Muss man wirklich Kinder und die nervigen Auswüchse ihrer Menschwerdung ertragen? Na, raten Sie mal!

Ob hier noch ein Platz frei ist, für ihr gerade ausrastendes Kind? Ui, äh, lassen Sie mich überlegen... Foto: ap

L angsam wird das zur Gewohnheit. Was stört, muss weg. Gemeint sein kann alles, was geeignet erscheint, meinen Morgen/meine Woche/mein wertvolles Leben in irgendeiner Weise ungünstig zu beeinflussen.

Das ist irgendwie anstrengend - kann das nicht weg? So in etwa mag das Bordpersonal eines United-Fluges gedacht haben, als kürzlich ein zwei Jahre alter Junge im Flieger keine Ruhe geben mochte. Er heulte rum, machte Sperenzchen, kurzum er tat nicht, was doch jeder vernünftige Mensch in einem Flugzeug zu tun gehalten ist: sich mit Gurten festschnüren lassen und dann Ruhe bewahren.

Kann das nicht weg?, dachte man sich also auf dem Flughafen von San Francisco, dieses Kind nervt. Kurzentschlossen bat man die mitreisende Mutter, den Flieger mitsamt ihrer Brut zu verlassen. Blöd für die Airline, dass diese Mutter eine Musikerin war, die den Vorgang nicht nur twitternd der Öffentlichkeit zur Kenntnis brachte, sondern lustigerweise auch noch in einer Band mit dem sprechenden Namen “Walk off the Earth“ singt. Zum Verlassen eben dieser Erde kam es also nicht, statt dessen durften Mutter und Sohn noch ein wenig die kalifornische Sonne genießen.

Weiß Gott, Kinder sind in der Lage, jedes noch so gute Nervenkostüm binnen kürzester Zeit kleinzuhäckseln. Immer mal wieder pflegt der Nachwuchs das zu tun, was wir Erwachsenen uns mühsam abgewöhnt haben: rumschreien, wild zappeln und gutes Zureden komplett ignorieren. Auch deshalb sind wir dankbar, wenn Kinder ihre Anfälle diskret, im Schutz der elterlichen Wohnung kriegen. Aber mitunter treffen wir es noch an im öffentlichen Raum: das ungezogene Kind. Und ja, dann denke auch ich schon mal: Kann das nicht weg?

Nein.

Kinder und die durchaus auch nervigen Auswüchse ihrer Menschwerdung zu ertragen, gehört zur gesellschaftlichen Grundkompetenz. Schon um ihren biestig guckenden Müttern und Vätern zu beweisen, dass ich als sozial kompetente Mitbürgerin es sehr wohl aushalten kann, dass Mama oder Papa trotz des kindlichen Getöses seelenruhig ihre Emails checken oder in der aktuellen Nido nachlesen, wie Erziehung funktioniert (Titelthema im Juniheft: „Ich zähle bis drei!“). Und wenn Frieda und Joost ungestört ihre Gummistiefel an meiner Jeans abzustreifen versuchen, bin ich ja immer noch in der Lage, den Ort des Geschehens deeskalierend zu räumen.

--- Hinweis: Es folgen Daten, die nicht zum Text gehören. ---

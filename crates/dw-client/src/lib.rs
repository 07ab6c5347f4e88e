//! # dw-client
//!
//! Signed REST access to the supported exchanges, with no knowledge of their
//! response schemas.
//!
//! ## Features
//!
//! - **Signing**: one HMAC recipe per exchange, resolved once per [`Signer`]
//! - **Transport**: a shared `reqwest` client that returns raw status and body
//! - **Archive**: detached, bounded writes of every raw body to disk
//!
//! ## Usage
//!
//! ```rust,no_run
//! use dw_client::{ExchangeClient, RawArchive};
//! use dw_core::{Config, ExchangeId};
//!
//! #[tokio::main]
//! async fn main() -> Result<(), Box<dyn std::error::Error>> {
//!     let config = Config::from_env()?;
//!     let client = ExchangeClient::new(&config)?;
//!     let archive = RawArchive::from_config(&config);
//!
//!     let response = client.fetch_currencies(ExchangeId::Okx).await?;
//!     archive.store(ExchangeId::Okx, ExchangeId::Okx.currencies_path(), &response.body);
//!     println!("OKX replied {}", response.status);
//!     Ok(())
//! }
//! ```

#![warn(clippy::all)]

pub mod archive;
pub mod signing;
pub mod transport;

pub use archive::RawArchive;
pub use dw_core::{Config, Error, ExchangeId, HttpMethod, Result};
pub use signing::{SignInput, SignedRequest, Signer};
pub use transport::{ExchangeClient, RawResponse};
#[cfg(test)]
mod tests {
    use super::*;
    use chrono::TimeZone;

    fn instant() -> DateTime<Utc> {
        Utc.timestamp_millis_opt(1_740_830_700_123).unwrap()
    }

    fn credentials() -> Credentials {
        Credentials {
            okx: ExchangeCredentials::new("okx-key", "okx-secret").with_passphrase("okx-pass"),
            binance: ExchangeCredentials::new("binance-key", "binance-secret"),
            bybit: ExchangeCredentials::new("bybit-key", "bybit-secret"),
            gate: ExchangeCredentials::new("gate-key", "gate-secret"),
            bitget: ExchangeCredentials::new("bitget-key", "bitget-secret")
                .with_passphrase("bitget-pass"),
        }
    }

    fn get(path: &str, params: &BTreeMap<String, String>) -> SignedRequest {
        let exchange = ExchangeId::ALL
            .into_iter()
            .find(|id| id.currencies_path() == path)
            .unwrap();
        Signer::new(credentials())
            .sign_at(exchange, &SignInput { method: HttpMethod::Get, path, params }, instant())
            .unwrap()
    }

    #[test]
    fn test_okx_signature() {
        let signed = get("/api/v5/asset/currencies", &BTreeMap::new());
        assert_eq!(signed.headers["OK-ACCESS-TIMESTAMP"], "2025-03-01T12:05:00.123Z");
        assert_eq!(signed.headers["OK-ACCESS-SIGN"], "ew8FPw8I+X9Yqto+MmtNBvPCdKQ6dv/F/pufIsR9rWI=");
        assert_eq!(signed.headers["OK-ACCESS-KEY"], "okx-key");
        assert_eq!(signed.headers["OK-ACCESS-PASSPHRASE"], "okx-pass");
        assert!(!signed.headers.contains_key("OK-ACCESS-PROJECT"));
        assert!(signed.params.is_empty());
        assert!(signed.body.is_none());
    }

    #[test]
    fn test_okx_signs_query_string_for_get() {
        let params = BTreeMap::from([("ccy".to_string(), "BTC".to_string())]);
        let signed = get("/api/v5/asset/currencies", &params);
        assert_eq!(signed.headers["OK-ACCESS-SIGN"], "KG8yNQubTYo47bSMZ84lcJqdsEiWg1rf4TwGjcxozwg=");
        assert_eq!(signed.params, vec![("ccy".to_string(), "BTC".to_string())]);
    }

    #[test]
    fn test_okx_project_header() {
        let mut creds = credentials();
        creds.okx = creds.okx.with_project("project-7");
        let params = BTreeMap::new();
        let input = SignInput { method: HttpMethod::Get, path: "/api/v5/asset/currencies", params: &params };
        let signed = Signer::new(creds).sign_at(ExchangeId::Okx, &input, instant()).unwrap();
        assert_eq!(signed.headers["OK-ACCESS-PROJECT"], "project-7");
    }

    #[test]
    fn test_binance_signature_is_a_param() {
        let signed = get("/sapi/v1/capital/config/getall", &BTreeMap::new());
        assert_eq!(
            signed.params,
            vec![
                ("timestamp".to_string(), "1740830700123".to_string()),
                (
                    "signature".to_string(),
                    "d453af0248baf7034e685d22d32c63aa059e7ebced1724a1b9eb3fff6aeac461".to_string()
                ),
            ]
        );
        assert_eq!(signed.headers.len(), 1);
        assert_eq!(signed.headers["X-MBX-APIKEY"], "binance-key");
    }

    #[test]
    fn test_bybit_signature() {
        let params = BTreeMap::from([("coin".to_string(), "USDT".to_string())]);
        let signed = get("/v5/asset/coin/query-info", &params);
        assert_eq!(
            signed.headers["X-BAPI-SIGN"],
            "b3634fb8554aa82bd2b3b71f5927897334f7b24d00f9f033a5b585028a04c591"
        );
        assert_eq!(signed.headers["X-BAPI-TIMESTAMP"], "1740830700123");
        assert_eq!(signed.headers["X-BAPI-RECV-WINDOW"], "5000");
    }

    #[test]
    fn test_gate_signature_uses_sha512_and_seconds() {
        let signed = get("/api/v4/spot/currencies", &BTreeMap::new());
        assert_eq!(signed.headers["Timestamp"], "1740830700");
        assert_eq!(
            signed.headers["SIGN"],
            "2543244e351593172276145e4257ec8d7b5540a0a0b5487153444c28b5807328\
             d83eb99e5b8510e16056c20e4505a7e43aad9f04d8a3fd691028c43d9cfde6eb"
        );
        assert_eq!(signed.headers["SIGN"].len(), 128);
    }

    #[test]
    fn test_bitget_signature() {
        let signed = get("/api/v2/spot/public/coins", &BTreeMap::new());
        assert_eq!(signed.headers["ACCESS-SIGN"], "SHkLJt+Qi+GJob5DoA/VOwn4akH6Z1NzHvyyfB5wDL8=");
        assert_eq!(signed.headers["ACCESS-PASSPHRASE"], "bitget-pass");
    }

    #[test]
    fn test_missing_credentials_still_sign() {
        let params = BTreeMap::new();
        let input = SignInput { method: HttpMethod::Get, path: "/api/v2/spot/public/coins", params: &params };
        let signed = Signer::new(Credentials::default())
            .sign_at(ExchangeId::Bitget, &input, instant())
            .unwrap();
        assert_eq!(signed.headers["ACCESS-SIGN"], "q32pRoHXHPP8zH5s2WQh7KPc05soO+WWxkKviveJYFQ=");
        assert_eq!(signed.headers["ACCESS-KEY"], "");
    }

    #[test]
    fn test_signing_is_deterministic() {
        let signer = Signer::new(credentials());
        let params = BTreeMap::from([
            ("b".to_string(), "2".to_string()),
            ("a".to_string(), "1 and more".to_string()),
        ]);
        for exchange in ExchangeId::ALL {
            for method in [HttpMethod::Get, HttpMethod::Post] {
                let input = SignInput { method, path: "/some/path", params: &params };
                let first = signer.sign_at(exchange, &input, instant()).unwrap();
                let second = signer.sign_at(exchange, &input, instant()).unwrap();
                assert_eq!(first, second, "{} {} not deterministic", exchange, method);
            }
        }
    }

    #[test]
    fn test_post_bodies() {
        let signer = Signer::new(credentials());
        let params = BTreeMap::from([("coin".to_string(), "ETH".to_string())]);
        let input = SignInput { method: HttpMethod::Post, path: "/x", params: &params };

        let gate = signer.sign_at(ExchangeId::Gate, &input, instant()).unwrap();
        assert_eq!(gate.body.as_deref(), Some(r#"{"coin":"ETH"}"#));

        let binance = signer.sign_at(ExchangeId::Binance, &input, instant()).unwrap();
        let body: serde_json::Value = serde_json::from_str(binance.body.as_deref().unwrap()).unwrap();
        assert_eq!(body["timestamp"], "1740830700123");
        assert!(body.get("signature").is_some());
    }

    #[test]
    fn test_encode_query() {
        let query = encode_query([("a", "1 2"), ("b", "x&y")].into_iter());
        assert_eq!(query, "a=1+2&b=x%26y");
    }
}
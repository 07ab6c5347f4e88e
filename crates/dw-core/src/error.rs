use thiserror::Error;

/// The main error type for dw-* crates
#[derive(Error, Debug)]
pub enum Error {
  /// Configuration error
  #[error("Configuration error: {0}")]
  Config(String),

  /// Request signing error
  #[error("Signing error: {0}")]
  Signing(String),

  /// Serialization/Deserialization error
  #[error("Serialization error: {0}")]
  Serde(#[from] serde_json::Error),

  /// Request did not complete within the configured timeout
  #[error("Request timed out: {0}")]
  Timeout(String),

  /// HTTP transport error
  #[error("HTTP error: {0}")]
  Http(String),

  /// Filesystem error
  #[error("I/O error: {0}")]
  Io(#[from] std::io::Error),
}

/// Result type alias for dw-* crates
pub type Result<T> = std::result::Result<T, Error>;

#[cfg(test)]
mod tests {
  use super::*;

  #[test]
  fn test_error_display() {
    let err = Error::Timeout("OKX after 15000ms".to_string());
    assert_eq!(err.to_string(), "Request timed out: OKX after 15000ms");

    let err = Error::Config("Invalid API_TIMEOUT".to_string());
    assert!(err.to_string().contains("API_TIMEOUT"));
  }

  #[test]
  fn test_error_from_io() {
    let io_err = std::io::Error::new(std::io::ErrorKind::PermissionDenied, "read-only");
    let err = Error::from(io_err);
    assert!(matches!(err, Error::Io(_)));
    assert!(err.to_string().contains("read-only"));
  }
}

Vielleicht sollten wir wieder ein bisschen ertragen üben. Denn wo kämen wir hin, wenn alles aus dem Sichtbereich verbracht würde, was uns irritieren könnte? Weil wir aktuell nicht bereit dafür sind. Familien dürften dann nur noch in Schweigemarsch-Formation zügig die Innenstädte queren. Hunde könnte man auf ihrem Weg zur Kackwiese in schwere Geschirre sperren. Behinderte würden in verdunkelten Bussen von der Ergotherapie ins Heim gefahren. Antifeministische Journalistinnen müssten ihre Schreibtische räumen und dennoch ertragen, dass männliche Kollegen meinen, sich schützend vor sie werfen zu dürfen.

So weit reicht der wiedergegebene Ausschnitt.